#### [Problem]
Copy verbatim the block of lines in the entries below whose first line contains "self.handler_errors.fetch_add(1, Ordering::Relaxed);" and whose last line contains "pub fn protocol_error(&self)". Leave out all other lines.

#### [Available data]
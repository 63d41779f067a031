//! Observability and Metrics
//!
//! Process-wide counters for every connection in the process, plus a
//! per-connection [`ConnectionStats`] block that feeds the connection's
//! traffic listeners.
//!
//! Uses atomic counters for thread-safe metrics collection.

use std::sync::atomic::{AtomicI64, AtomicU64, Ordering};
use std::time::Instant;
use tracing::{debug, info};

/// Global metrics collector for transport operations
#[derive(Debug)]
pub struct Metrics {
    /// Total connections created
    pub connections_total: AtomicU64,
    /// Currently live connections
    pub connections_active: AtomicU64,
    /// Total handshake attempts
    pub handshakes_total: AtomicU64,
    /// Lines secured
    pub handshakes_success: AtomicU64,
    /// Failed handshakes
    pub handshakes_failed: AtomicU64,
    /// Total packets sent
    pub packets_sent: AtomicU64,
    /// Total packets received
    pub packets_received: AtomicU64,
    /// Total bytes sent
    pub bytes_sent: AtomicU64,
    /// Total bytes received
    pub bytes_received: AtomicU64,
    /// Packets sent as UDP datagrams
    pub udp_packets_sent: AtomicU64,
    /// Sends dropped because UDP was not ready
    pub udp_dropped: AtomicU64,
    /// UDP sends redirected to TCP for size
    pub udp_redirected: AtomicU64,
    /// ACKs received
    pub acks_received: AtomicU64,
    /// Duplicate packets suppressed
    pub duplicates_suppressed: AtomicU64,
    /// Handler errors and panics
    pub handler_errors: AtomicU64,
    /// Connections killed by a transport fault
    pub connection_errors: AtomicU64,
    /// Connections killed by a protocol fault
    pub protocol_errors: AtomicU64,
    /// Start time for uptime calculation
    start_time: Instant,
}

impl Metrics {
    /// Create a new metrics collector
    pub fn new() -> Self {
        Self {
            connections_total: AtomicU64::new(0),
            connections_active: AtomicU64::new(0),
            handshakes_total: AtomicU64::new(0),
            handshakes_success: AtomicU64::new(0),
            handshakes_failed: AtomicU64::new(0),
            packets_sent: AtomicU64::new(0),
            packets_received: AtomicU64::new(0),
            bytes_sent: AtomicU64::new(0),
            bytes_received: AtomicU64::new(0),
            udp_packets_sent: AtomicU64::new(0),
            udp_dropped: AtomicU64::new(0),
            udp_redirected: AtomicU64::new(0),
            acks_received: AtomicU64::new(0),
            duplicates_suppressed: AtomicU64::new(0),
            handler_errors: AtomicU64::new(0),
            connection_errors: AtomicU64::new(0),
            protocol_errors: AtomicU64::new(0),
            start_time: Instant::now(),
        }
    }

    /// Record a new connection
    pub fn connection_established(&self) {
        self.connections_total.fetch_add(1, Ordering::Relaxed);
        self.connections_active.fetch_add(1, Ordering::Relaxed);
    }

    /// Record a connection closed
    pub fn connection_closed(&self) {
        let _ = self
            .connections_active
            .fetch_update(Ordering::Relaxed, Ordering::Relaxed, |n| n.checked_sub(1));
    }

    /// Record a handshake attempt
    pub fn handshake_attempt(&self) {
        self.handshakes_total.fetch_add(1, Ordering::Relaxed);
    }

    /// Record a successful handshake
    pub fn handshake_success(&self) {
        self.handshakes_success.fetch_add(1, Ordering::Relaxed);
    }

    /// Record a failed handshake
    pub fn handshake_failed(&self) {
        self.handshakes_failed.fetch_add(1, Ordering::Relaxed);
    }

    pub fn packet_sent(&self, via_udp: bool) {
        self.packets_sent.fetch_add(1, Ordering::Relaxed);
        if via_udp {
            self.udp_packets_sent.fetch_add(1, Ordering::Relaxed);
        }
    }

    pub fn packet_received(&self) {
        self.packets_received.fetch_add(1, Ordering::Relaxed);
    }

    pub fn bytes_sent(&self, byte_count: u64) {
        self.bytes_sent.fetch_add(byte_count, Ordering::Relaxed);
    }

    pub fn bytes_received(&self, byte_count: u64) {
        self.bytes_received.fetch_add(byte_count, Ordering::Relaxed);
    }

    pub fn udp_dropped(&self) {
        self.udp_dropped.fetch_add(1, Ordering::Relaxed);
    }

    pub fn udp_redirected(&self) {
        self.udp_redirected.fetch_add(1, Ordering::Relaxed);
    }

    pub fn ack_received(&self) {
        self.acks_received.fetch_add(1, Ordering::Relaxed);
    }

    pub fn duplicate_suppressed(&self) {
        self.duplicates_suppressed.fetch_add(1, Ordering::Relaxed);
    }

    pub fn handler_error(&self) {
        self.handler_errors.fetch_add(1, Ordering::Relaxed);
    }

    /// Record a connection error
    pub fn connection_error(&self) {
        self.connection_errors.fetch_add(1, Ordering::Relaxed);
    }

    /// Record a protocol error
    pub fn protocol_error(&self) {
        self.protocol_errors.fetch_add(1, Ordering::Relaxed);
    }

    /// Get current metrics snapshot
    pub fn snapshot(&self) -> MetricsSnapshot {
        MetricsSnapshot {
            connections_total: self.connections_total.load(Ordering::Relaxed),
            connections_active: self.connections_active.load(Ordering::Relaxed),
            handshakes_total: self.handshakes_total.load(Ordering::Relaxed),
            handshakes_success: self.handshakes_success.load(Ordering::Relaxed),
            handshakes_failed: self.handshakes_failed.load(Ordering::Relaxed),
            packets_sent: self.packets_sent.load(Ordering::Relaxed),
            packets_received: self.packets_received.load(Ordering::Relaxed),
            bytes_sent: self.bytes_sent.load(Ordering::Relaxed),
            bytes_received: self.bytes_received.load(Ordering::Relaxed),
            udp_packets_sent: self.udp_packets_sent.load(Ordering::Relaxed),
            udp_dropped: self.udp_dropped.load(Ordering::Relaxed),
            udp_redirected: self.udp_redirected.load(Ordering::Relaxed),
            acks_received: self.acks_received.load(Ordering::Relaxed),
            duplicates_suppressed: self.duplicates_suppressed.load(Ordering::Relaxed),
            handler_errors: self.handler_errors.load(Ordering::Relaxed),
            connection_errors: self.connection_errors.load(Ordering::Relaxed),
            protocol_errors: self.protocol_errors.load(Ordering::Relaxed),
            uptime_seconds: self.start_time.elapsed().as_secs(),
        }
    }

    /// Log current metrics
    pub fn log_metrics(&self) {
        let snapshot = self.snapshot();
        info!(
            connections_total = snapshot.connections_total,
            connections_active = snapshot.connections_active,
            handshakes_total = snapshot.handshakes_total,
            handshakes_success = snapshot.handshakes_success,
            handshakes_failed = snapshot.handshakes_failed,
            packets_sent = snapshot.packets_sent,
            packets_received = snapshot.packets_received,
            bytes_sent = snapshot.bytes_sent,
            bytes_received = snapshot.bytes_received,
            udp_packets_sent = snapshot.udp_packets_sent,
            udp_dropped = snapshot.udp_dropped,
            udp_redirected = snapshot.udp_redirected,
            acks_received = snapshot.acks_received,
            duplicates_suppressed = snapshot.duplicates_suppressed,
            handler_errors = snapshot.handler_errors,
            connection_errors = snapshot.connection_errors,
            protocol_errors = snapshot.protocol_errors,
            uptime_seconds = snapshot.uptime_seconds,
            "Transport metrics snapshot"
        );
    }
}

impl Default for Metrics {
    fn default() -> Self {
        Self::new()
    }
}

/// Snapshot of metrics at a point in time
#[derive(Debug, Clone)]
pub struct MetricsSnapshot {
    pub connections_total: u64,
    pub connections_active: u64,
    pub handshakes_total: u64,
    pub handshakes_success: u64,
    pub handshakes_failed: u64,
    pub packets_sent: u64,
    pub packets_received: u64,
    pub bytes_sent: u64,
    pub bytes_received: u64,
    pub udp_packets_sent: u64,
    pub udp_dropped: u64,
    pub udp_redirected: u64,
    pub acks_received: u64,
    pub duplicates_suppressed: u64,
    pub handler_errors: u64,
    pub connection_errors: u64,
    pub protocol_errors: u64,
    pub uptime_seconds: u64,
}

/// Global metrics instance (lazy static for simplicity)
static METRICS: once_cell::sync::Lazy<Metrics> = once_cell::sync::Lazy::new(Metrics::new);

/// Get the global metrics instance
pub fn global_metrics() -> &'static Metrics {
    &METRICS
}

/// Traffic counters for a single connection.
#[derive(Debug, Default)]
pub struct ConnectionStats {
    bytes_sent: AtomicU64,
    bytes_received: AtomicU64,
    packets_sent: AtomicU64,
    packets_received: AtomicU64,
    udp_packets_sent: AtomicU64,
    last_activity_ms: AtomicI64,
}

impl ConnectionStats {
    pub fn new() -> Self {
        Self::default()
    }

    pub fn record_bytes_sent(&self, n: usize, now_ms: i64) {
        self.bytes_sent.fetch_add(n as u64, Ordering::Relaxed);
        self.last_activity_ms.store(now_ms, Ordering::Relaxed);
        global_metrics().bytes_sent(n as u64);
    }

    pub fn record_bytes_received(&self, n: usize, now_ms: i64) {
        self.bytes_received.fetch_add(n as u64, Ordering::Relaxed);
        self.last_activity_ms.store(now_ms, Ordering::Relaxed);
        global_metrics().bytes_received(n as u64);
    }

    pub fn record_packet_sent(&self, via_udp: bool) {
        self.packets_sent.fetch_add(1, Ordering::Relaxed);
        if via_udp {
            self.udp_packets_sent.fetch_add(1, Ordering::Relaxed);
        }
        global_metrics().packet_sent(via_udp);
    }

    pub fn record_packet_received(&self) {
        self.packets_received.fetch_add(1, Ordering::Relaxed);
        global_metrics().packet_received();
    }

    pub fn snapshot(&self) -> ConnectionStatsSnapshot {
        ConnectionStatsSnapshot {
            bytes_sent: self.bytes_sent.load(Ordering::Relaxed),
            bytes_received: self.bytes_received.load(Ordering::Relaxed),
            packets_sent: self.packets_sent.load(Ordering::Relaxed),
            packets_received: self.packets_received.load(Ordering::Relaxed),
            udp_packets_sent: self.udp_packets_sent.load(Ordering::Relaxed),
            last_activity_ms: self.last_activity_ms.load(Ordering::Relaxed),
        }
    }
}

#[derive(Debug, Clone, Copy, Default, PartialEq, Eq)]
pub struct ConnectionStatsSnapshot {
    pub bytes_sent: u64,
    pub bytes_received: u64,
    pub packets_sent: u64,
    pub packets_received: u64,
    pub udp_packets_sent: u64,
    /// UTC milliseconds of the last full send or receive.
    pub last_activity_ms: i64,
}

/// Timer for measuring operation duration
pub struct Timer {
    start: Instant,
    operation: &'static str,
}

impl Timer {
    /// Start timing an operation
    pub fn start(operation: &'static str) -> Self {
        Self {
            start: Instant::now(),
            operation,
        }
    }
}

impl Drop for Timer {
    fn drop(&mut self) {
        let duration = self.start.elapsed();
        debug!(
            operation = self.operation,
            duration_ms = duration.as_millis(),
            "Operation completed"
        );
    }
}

#### [Worked solution]
        self.handler_errors.fetch_add(1, Ordering::Relaxed);
    }

    /// Record a connection error
    pub fn connection_error(&self) {
        self.connection_errors.fetch_add(1, Ordering::Relaxed);
    }

    /// Record a protocol error
    pub fn protocol_error(&self) {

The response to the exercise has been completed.